> **Task brief**
In the entries below, the lines from the one with "abort sibling fetches." through the one with "pub struct ConsolidatedItem" are to be copied exactly; both ends count.

> **Supplied information**
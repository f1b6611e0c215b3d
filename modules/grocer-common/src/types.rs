use std::fmt;

use serde::{Deserialize, Serialize};

/// A single dish the user asked for. `normalized_name` is the translated,
/// trimmed, lowercased form used as the cache key; two queries with the same
/// `normalized_name` resolve to the same cache entry.
#[derive(Debug, Clone, PartialEq, Eq)]
pub struct DishQuery {
    pub raw_name: String,
    pub normalized_name: String,
}

impl DishQuery {
    /// Build a query from the user's raw input and its translated form.
    /// Falls back to the raw name when translation produced nothing.
    pub fn new(raw_name: &str, translated_name: &str) -> Self {
        let raw = raw_name.trim();
        let translated = translated_name.trim();
        let key = if translated.is_empty() { raw } else { translated };
        Self {
            raw_name: raw.to_string(),
            normalized_name: key.to_lowercase(),
        }
    }
}

/// One structured ingredient line. `quantity` and `unit` are free text and
/// may be empty; `name` is never empty after normalization.
#[derive(Debug, Clone, PartialEq, Eq, Serialize, Deserialize)]
pub struct IngredientRecord {
    pub name: String,
    #[serde(default)]
    pub quantity: String,
    #[serde(default)]
    pub unit: String,
}

impl IngredientRecord {
    pub fn new(name: &str, quantity: &str, unit: &str) -> Self {
        Self {
            name: name.to_string(),
            quantity: quantity.to_string(),
            unit: unit.to_string(),
        }
    }
}

/// A cached recipe: the dish key plus its structured ingredients, in the
/// order they were extracted. Entries never expire.
#[derive(Debug, Clone, Serialize, Deserialize)]
pub struct RecipeEntry {
    pub dish_key: String,
    pub ingredients: Vec<IngredientRecord>,
}

/// Why a single dish fetch came back empty-handed. All four are recoverable
/// at the dish granularity and never abort sibling fetches.
#[derive(Debug, Clone, Copy, PartialEq, Eq)]
pub enum FailureKind {
    /// The web search returned zero results.
    NotFound,
    /// Results existed but no candidate page yielded a parseable list.
    Unclear,
    /// Network, transport, or any unexpected error.
    ServiceError,
    /// The per-dish wall-clock budget ran out.
    Timeout,
}

impl fmt::Display for FailureKind {
    fn fmt(&self, f: &mut fmt::Formatter<'_>) -> fmt::Result {
        match self {
            FailureKind::NotFound => write!(f, "not_found"),
            FailureKind::Unclear => write!(f, "unclear"),
            FailureKind::ServiceError => write!(f, "service_error"),
            FailureKind::Timeout => write!(f, "timeout"),
        }
    }
}

/// Outcome of one dish fetch. Produced only by the dish fetcher; consumed by
/// the orchestrator and the consolidator.
#[derive(Debug, Clone, PartialEq, Eq)]
pub enum FetchResult {
    Success(Vec<IngredientRecord>),
    Failure { kind: FailureKind, message: String },
}

impl FetchResult {
    pub fn failure(kind: FailureKind, message: impl Into<String>) -> Self {
        FetchResult::Failure {
            kind,
            message: message.into(),
        }
    }

    pub fn is_success(&self) -> bool {
        matches!(self, FetchResult::Success(_))
    }
}

/// One line of the consolidated shopping list. Derived, recomputed on every
/// consolidation, never persisted.
#[derive(Debug, Clone, PartialEq, Eq)]
pub struct ConsolidatedItem {
    pub name: String,
    pub display_quantity: String,
}

impl ConsolidatedItem {
    /// Render as a shopping-list line: `"150 g Carrot"` or just `"Salt"`.
    pub fn line(&self) -> String {
        if self.display_quantity.is_empty() {
            self.name.clone()
        } else {
            format!("{} {}", self.display_quantity, self.name)
        }
    }
}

> **Written answer**
/// at the dish granularity and never abort sibling fetches.
#[derive(Debug, Clone, Copy, PartialEq, Eq)]
pub enum FailureKind {
    /// The web search returned zero results.
    NotFound,
    /// Results existed but no candidate page yielded a parseable list.
    Unclear,
    /// Network, transport, or any unexpected error.
    ServiceError,
    /// The per-dish wall-clock budget ran out.
    Timeout,
}

impl fmt::Display for FailureKind {
    fn fmt(&self, f: &mut fmt::Formatter<'_>) -> fmt::Result {
        match self {
            FailureKind::NotFound => write!(f, "not_found"),
            FailureKind::Unclear => write!(f, "unclear"),
            FailureKind::ServiceError => write!(f, "service_error"),
            FailureKind::Timeout => write!(f, "timeout"),
        }
    }
}

/// Outcome of one dish fetch. Produced only by the dish fetcher; consumed by
/// the orchestrator and the consolidator.
#[derive(Debug, Clone, PartialEq, Eq)]
pub enum FetchResult {
    Success(Vec<IngredientRecord>),
    Failure { kind: FailureKind, message: String },
}

impl FetchResult {
    pub fn failure(kind: FailureKind, message: impl Into<String>) -> Self {
        FetchResult::Failure {
            kind,
            message: message.into(),
        }
    }

    pub fn is_success(&self) -> bool {
        matches!(self, FetchResult::Success(_))
    }
}

/// One line of the consolidated shopping list. Derived, recomputed on every
/// consolidation, never persisted.
#[derive(Debug, Clone, PartialEq, Eq)]
pub struct ConsolidatedItem {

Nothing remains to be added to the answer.